# Befree hat Geburtstag



## PLC-Gundel (10 November 2009)

Alles Gute zu Deinem Purzeltag :sm20:

Feier schön und lass es ordentlich krachen :sm24:

Gruss,
Gundula


----------



## crash (10 November 2009)

Na dann...

Alles Gute zum Geburtstag!
:sm20:


----------



## rostiger Nagel (10 November 2009)

Hallo Trainer,
hast du ja garnicht gesagt das du heute Geburtstag hast.
Dann also alles gute, zum Geburtstag.

gruß helmut


----------



## Mike369 (10 November 2009)

Ich hoff das Training fällt deswegen nich aus^^
Auch von mir alles gute zum Ehrentag...


----------



## Andreas- (10 November 2009)

Jo, Befree Happy Birthday auch von mir!


----------



## Friedrich-Alexander (10 November 2009)

Servus Befree,

auch von mir die besten Wünsche zum Geburtstag!!
Da weis ich gleich, wer das erste Faß am ersten fränkisch/ oberpfälzischen
Forumsstammtisch am 24.11. bezahlt. 
(näheres unter Allgemein/Stammtisch/SPS IPC DRIVES in Nürnberg von 24.11 - 26.11 2009) 

Gruß FA


----------



## Homer79 (10 November 2009)

auch von mir alles gute!!!!

:sm20:


----------



## Rainer Hönle (10 November 2009)

Auch von mir alles Gute zum Geburtstag.
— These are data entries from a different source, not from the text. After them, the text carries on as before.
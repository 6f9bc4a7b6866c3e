//! Background colour normalization for declension tables.

use crate::utils::BACKGROUND_COLOR_REMAP;

/// Parse `#rgb`, `#rrggbb` or `rgb(r, g, b)` into components
#[must_use]
pub fn parse_rgb(value: &str) -> Option<(u8, u8, u8)> {
    let value = value.trim().to_ascii_lowercase();

    if let Some(hex) = value.strip_prefix('#') {
        if !hex.bytes().all(|b| b.is_ascii_hexdigit()) {
            return None;
        }
        return match hex.len() {
            6 => Some((
                u8::from_str_radix(&hex[0..2], 16).ok()?,
                u8::from_str_radix(&hex[2..4], 16).ok()?,
                u8::from_str_radix(&hex[4..6], 16).ok()?,
            )),
            3 => {
                let digit = |i: usize| u8::from_str_radix(&hex[i..=i], 16).ok().map(|d| d * 17);
                Some((digit(0)?, digit(1)?, digit(2)?))
            }
            _ => None,
        };
    }

    let inner = value.strip_prefix("rgb(")?.strip_suffix(')')?;
    let mut parts = inner.split(',').map(|part| part.trim().parse::<u8>());
    let rgb = (
        parts.next()?.ok()?,
        parts.next()?.ok()?,
        parts.next()?.ok()?,
    );
    if parts.next().is_some() {
        return None;
    }
    Some(rgb)
}

/// Replacement for a known table background, `None` for any other value
#[must_use]
pub fn remap_background(value: &str) -> Option<&'static str> {
    let rgb = parse_rgb(value)?;
    BACKGROUND_COLOR_REMAP
        .iter()
        .find(|(known, _)| *known == rgb)
        .map(|(_, replacement)| *replacement)
}

#[cfg(test)]
mod tests {
    use super::*;

    #[test]
    fn known_colours_map_to_greys() {
        assert_eq!(remap_background("rgb(84,158,160)"), Some("#aaa"));
        assert_eq!(remap_background("rgb(84, 158, 160)"), Some("#aaa"));
        assert_eq!(remap_background("#549EA0"), Some("#aaa"));
        assert_eq!(remap_background("rgb(64,224,208)"), Some("#ccc"));
        assert_eq!(remap_background("#40e0d0"), Some("#ccc"));
    }

    #[test]
    fn other_values_are_left_alone() {
        assert_eq!(remap_background("rgb(84,158,161)"), None);
        assert_eq!(remap_background("#fff"), None);
        assert_eq!(remap_background("turquoise"), None);
        assert_eq!(remap_background("rgb(84,158,160,1)"), None);
        assert_eq!(remap_background(""), None);
    }

    #[test]
    fn short_hex_expands() {
        assert_eq!(parse_rgb("#abc"), Some((0xaa, 0xbb, 0xcc)));
    }
}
Wir sehen uns sicher übernächste Woche in Nürnberg.


----------



## marlob (10 November 2009)

Auch von mir alles Gute 
Und leg den Helmut mal auf die Couch, damit ich beim Kampf auch eine Chance habe ;-)


----------



## Sven Rothenpieler (10 November 2009)

Happy Birthday auch von mir...


----------



## Kai (10 November 2009)

Auch von mir alles Gute zum Geburtstag.

:sm20:

Gruß Kai


----------



## Cerberus (11 November 2009)

Von mir auch nachträglich alles Gute! :sm20:


----------



## Befree (11 November 2009)

Danköööschön an alle... War gestern ne harte Nacht xD


----------



## Rainer Hönle (11 November 2009)

Befree schrieb:


> Danköööschön an alle... War gestern ne harte Nacht xD


Schon für übernächste Woche geübt?


----------



## Befree (11 November 2009)

Nene, das war eher die Generalprobe... selbst ne couch war ich für ca. ne halbe stunde xD


----------